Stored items
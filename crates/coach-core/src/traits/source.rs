//! Read access to users and their activity history.

use chrono::{DateTime, Utc};

use crate::error::CoachResult;
use crate::types::{ActivityRecord, UserRecord, ValueRecord};

/// Read-only view over data owned by the application's CRUD services.
pub trait ActivitySource: Send + Sync {
    /// Active users ordered by id.
    fn list_active_users(&self, limit: usize, offset: usize) -> CoachResult<Vec<UserRecord>>;

    fn get_user(&self, user_id: &str) -> CoachResult<Option<UserRecord>>;

    /// Activities since `since`, newest first.
    fn recent_activities(&self, user_id: &str, since: DateTime<Utc>) -> CoachResult<Vec<ActivityRecord>>;

    fn values_for_user(&self, user_id: &str) -> CoachResult<Vec<ValueRecord>>;
}
use crate::model::{Exam, ExamKind, Student};
use tracing::trace;

/// Source of the student roster. One read method so the query service
/// can run against any materialized collection, fixture or loaded.
pub trait StudentProvider {
    /// The complete current roster, treated as an immutable snapshot
    /// for the duration of one query call.
    fn all(&self) -> &[Student];
}

impl StudentProvider for Vec<Student> {
    fn all(&self) -> &[Student] {
        self
    }
}

/// Stateless query evaluation over a provider snapshot. Each call
/// fetches the snapshot once and scans it; no query mutates anything,
/// and "no match" is `None` or an empty vector, never an error.
pub struct Queries<P> {
    provider: P,
}

impl<P: StudentProvider> Queries<P> {
    pub fn new(provider: P) -> Queries<P> {
        Queries { provider }
    }

    /// The first student owning an exam equal to the best score
    /// recorded for `kind`, or `None` when nobody sat that exam.
    /// Ties on the maximum go to the first student in roster order.
    pub fn with_max_exam(&self, kind: ExamKind) -> Option<&Student> {
        let students = self.provider.all();
        let max = students
            .iter()
            .flat_map(|s| &s.exams)
            .filter(|e| e.kind == kind)
            .map(|e| e.score)
            .max_by(f64::total_cmp)?;
        trace!(%kind, %max, "maximum score computed");
        let best = Exam::new(kind, max);
        students.iter().find(|s| s.exams.contains(&best))
    }

    /// Every student with at least one `kind` exam scoring at least
    /// `pass_rate`, in roster order.
    pub fn with_enough_exam(&self, kind: ExamKind, pass_rate: f64) -> Vec<&Student> {
        self.provider
            .all()
            .iter()
            .filter(|s| s.has_exam_matching(kind, |e| e.score >= pass_rate))
            .collect()
    }

    /// Every student passing both Math and English at `pass_rate`. The
    /// two conditions are checked independently, so they may be met by
    /// two distinct exam entries.
    pub fn with_enough_exams(&self, pass_rate: f64) -> Vec<&Student> {
        self.provider
            .all()
            .iter()
            .filter(|s| {
                s.has_exam_matching(ExamKind::Math, |e| e.score >= pass_rate)
                    && s.has_exam_matching(ExamKind::English, |e| e.score >= pass_rate)
            })
            .collect()
    }

    /// The first student in roster order with no exam of `kind`. A
    /// student with no exams at all qualifies.
    pub fn first_without_exam(&self, kind: ExamKind) -> Option<&Student> {
        self.provider.all().iter().find(|s| !s.has_exam_of(kind))
    }

    /// Every student rated at least `rating_pass_rate` who sat an exam
    /// of `kind`, whatever the score.
    pub fn with_rating_and_exam(&self, kind: ExamKind, rating_pass_rate: f64) -> Vec<&Student> {
        self.provider
            .all()
            .iter()
            .filter(|s| s.rating >= rating_pass_rate && s.has_exam_of(kind))
            .collect()
    }

    /// Every student whose exam count is exactly `count`.
    pub fn with_exam_count(&self, count: usize) -> Vec<&Student> {
        self.provider
            .all()
            .iter()
            .filter(|s| s.exams.len() == count)
            .collect()
    }
}
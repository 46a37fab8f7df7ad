use crate::model::ExamKind;
use crate::queries::Queries;
use clap::{ArgAction, Parser, Subcommand};
use eyre::Result;
use std::path::PathBuf;
use tracing::{Level, debug};

mod display;
mod loaders;
mod model;
mod queries;

#[derive(Parser)]
#[command(version, about = "Query a roster of student exam records")]
struct Options {
    /// Roster CSV file (name,rating,exams)
    #[arg(short, long, default_value = "students.csv")]
    input: PathBuf,
    /// Set verbosity level
    #[arg(short, action = ArgAction::Count)]
    verbosity: u8,
    #[command(subcommand)]
    query: Query,
}

#[derive(Subcommand)]
enum Query {
    /// Show the student holding the best score for an exam kind
    MaxExam { kind: ExamKind },
    /// Show students with an exam of the given kind at or above a pass rate
    EnoughExam { kind: ExamKind, pass_rate: f64 },
    /// Show students passing both math and english at a pass rate
    EnoughExams { pass_rate: f64 },
    /// Show the first student without any exam of the given kind
    WithoutExam { kind: ExamKind },
    /// Show students rated at or above a threshold who sat an exam kind
    RatedWithExam { kind: ExamKind, rating: f64 },
    /// Show students with an exact number of exams
    ExamCount { count: usize },
}

fn setup_logging(verbosity: u8) {
    let level = match verbosity {
        0 => Level::ERROR,
        1 => Level::WARN,
        2 => Level::INFO,
        3 => Level::DEBUG,
        _ => Level::TRACE,
    };
    tracing_subscriber::fmt().with_max_level(level).init();
}

fn main() -> Result<()> {
    color_eyre::install()?;
    let options = Options::parse();
    setup_logging(options.verbosity);
    let students = loaders::load_students(&options.input)?;
    debug!(roster = students.len(), "roster loaded");
    let queries = Queries::new(students);
    match options.query {
        Query::MaxExam { kind } => display::display_one(queries.with_max_exam(kind)),
        Query::EnoughExam { kind, pass_rate } => {
            display::display_many(&queries.with_enough_exam(kind, pass_rate));
        }
        Query::EnoughExams { pass_rate } => {
            display::display_many(&queries.with_enough_exams(pass_rate));
        }
        Query::WithoutExam { kind } => display::display_one(queries.first_without_exam(kind)),
        Query::RatedWithExam { kind, rating } => {
            display::display_many(&queries.with_rating_and_exam(kind, rating));
        }
        Query::ExamCount { count } => display::display_many(&queries.with_exam_count(count)),
    }
    Ok(())
}
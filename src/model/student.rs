use super::{Exam, ExamKind};
use std::fmt;

/// A student record as supplied by a loader. Read-only for the whole
/// lifetime of a query: nothing in this crate mutates it after load.
#[derive(Clone, Debug, PartialEq)]
pub struct Student {
    pub name: String,
    pub rating: f64,
    pub exams: Vec<Exam>,
}

impl Student {
    pub fn new(name: impl Into<String>, rating: f64, exams: Vec<Exam>) -> Student {
        Student {
            name: name.into(),
            rating,
            exams,
        }
    }

    /// True if any exam of the given kind satisfies `pred`. Duplicate
    /// exams of one kind are legal, hence "any" rather than a lookup.
    pub fn has_exam_matching<F>(&self, kind: ExamKind, pred: F) -> bool
    where
        F: Fn(&Exam) -> bool,
    {
        self.exams.iter().any(|e| e.kind == kind && pred(e))
    }

    pub fn has_exam_of(&self, kind: ExamKind) -> bool {
        self.has_exam_matching(kind, |_| true)
    }
}

impl fmt::Display for Student {
    fn fmt(&self, f: &mut fmt::Formatter<'_>) -> fmt::Result {
        write!(f, "{}", self.name)
    }
}
use crate::model::{Exam, Student};
use eyre::{Report, Result, WrapErr};
use serde::Deserialize;
use std::path::Path;
use tracing::trace;

/// One row of the roster file. The exams column is a `;`-separated
/// list of `KIND:SCORE` entries and may be empty.
#[derive(Debug, Deserialize)]
struct RawStudent {
    name: String,
    rating: f64,
    #[serde(default)]
    exams: String,
}

impl RawStudent {
    fn into_student(self) -> Result<Student> {
        let exams = parse_exams(&self.exams)
            .wrap_err_with(|| format!("invalid exams for student {}", self.name))?;
        Ok(Student::new(self.name, self.rating, exams))
    }
}

fn parse_exams(field: &str) -> Result<Vec<Exam>> {
    field
        .split(';')
        .map(str::trim)
        .filter(|entry| !entry.is_empty())
        .map(|entry| {
            let (kind, score) = entry
                .split_once(':')
                .ok_or_else(|| eyre::eyre!("malformed exam entry: {entry}"))?;
            Ok(Exam::new(
                kind.parse()?,
                score
                    .trim()
                    .parse()
                    .wrap_err_with(|| format!("invalid score in exam entry: {entry}"))?,
            ))
        })
        .collect()
}

/// Load the full roster from a CSV file with a `name,rating,exams`
/// header row.
pub fn load_students(path: &Path) -> Result<Vec<Student>> {
    let mut reader = csv::Reader::from_path(path)
        .wrap_err_with(|| format!("cannot open roster file {}", path.display()))?;
    let students = reader
        .deserialize()
        .map(|row| {
            let raw: RawStudent = row.wrap_err("cannot parse roster row")?;
            let student = raw.into_student()?;
            trace!(%student, exams = student.exams.len(), "student loaded");
            Ok(student)
        })
        .collect::<Result<Vec<_>, Report>>()?;
    Ok(students)
}

#[cfg(test)]
mod tests {
    use super::*;
    use crate::model::ExamKind;

    #[test]
    fn parse_exam_list() {
        let exams = parse_exams("ENGLISH:182; MATH:190").unwrap();
        assert_eq!(
            exams,
            vec![
                Exam::new(ExamKind::English, 182.0),
                Exam::new(ExamKind::Math, 190.0),
            ]
        );
    }

    #[test]
    fn empty_exam_field_means_no_exams() {
        assert!(parse_exams("").unwrap().is_empty());
        assert!(parse_exams(" ; ").unwrap().is_empty());
    }

    #[test]
    fn malformed_exam_entries_are_rejected() {
        assert!(parse_exams("MATH").is_err());
        assert!(parse_exams("LATIN:100").is_err());
        assert!(parse_exams("MATH:ninety").is_err());
    }

    #[test]
    fn raw_rows_become_students() {
        let raw = RawStudent {
            name: "2".into(),
            rating: 11.0,
            exams: "ENGLISH:182;MATH:190".into(),
        };
        let student = raw.into_student().unwrap();
        assert_eq!(student.name, "2");
        assert_eq!(student.exams.len(), 2);

        let raw = RawStudent {
            name: "4".into(),
            rating: 11.0,
            exams: String::new(),
        };
        assert!(raw.into_student().unwrap().exams.is_empty());
    }
}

WHAT IS NEEDED: Go through the entries above and report every line in which the word "ActivityRecord" appears.

ANSWER BOX:
use crate::types::{ActivityRecord, UserRecord, ValueRecord};
    fn recent_activities(&self, user_id: &str, since: DateTime<Utc>) -> CoachResult<Vec<ActivityRecord>>;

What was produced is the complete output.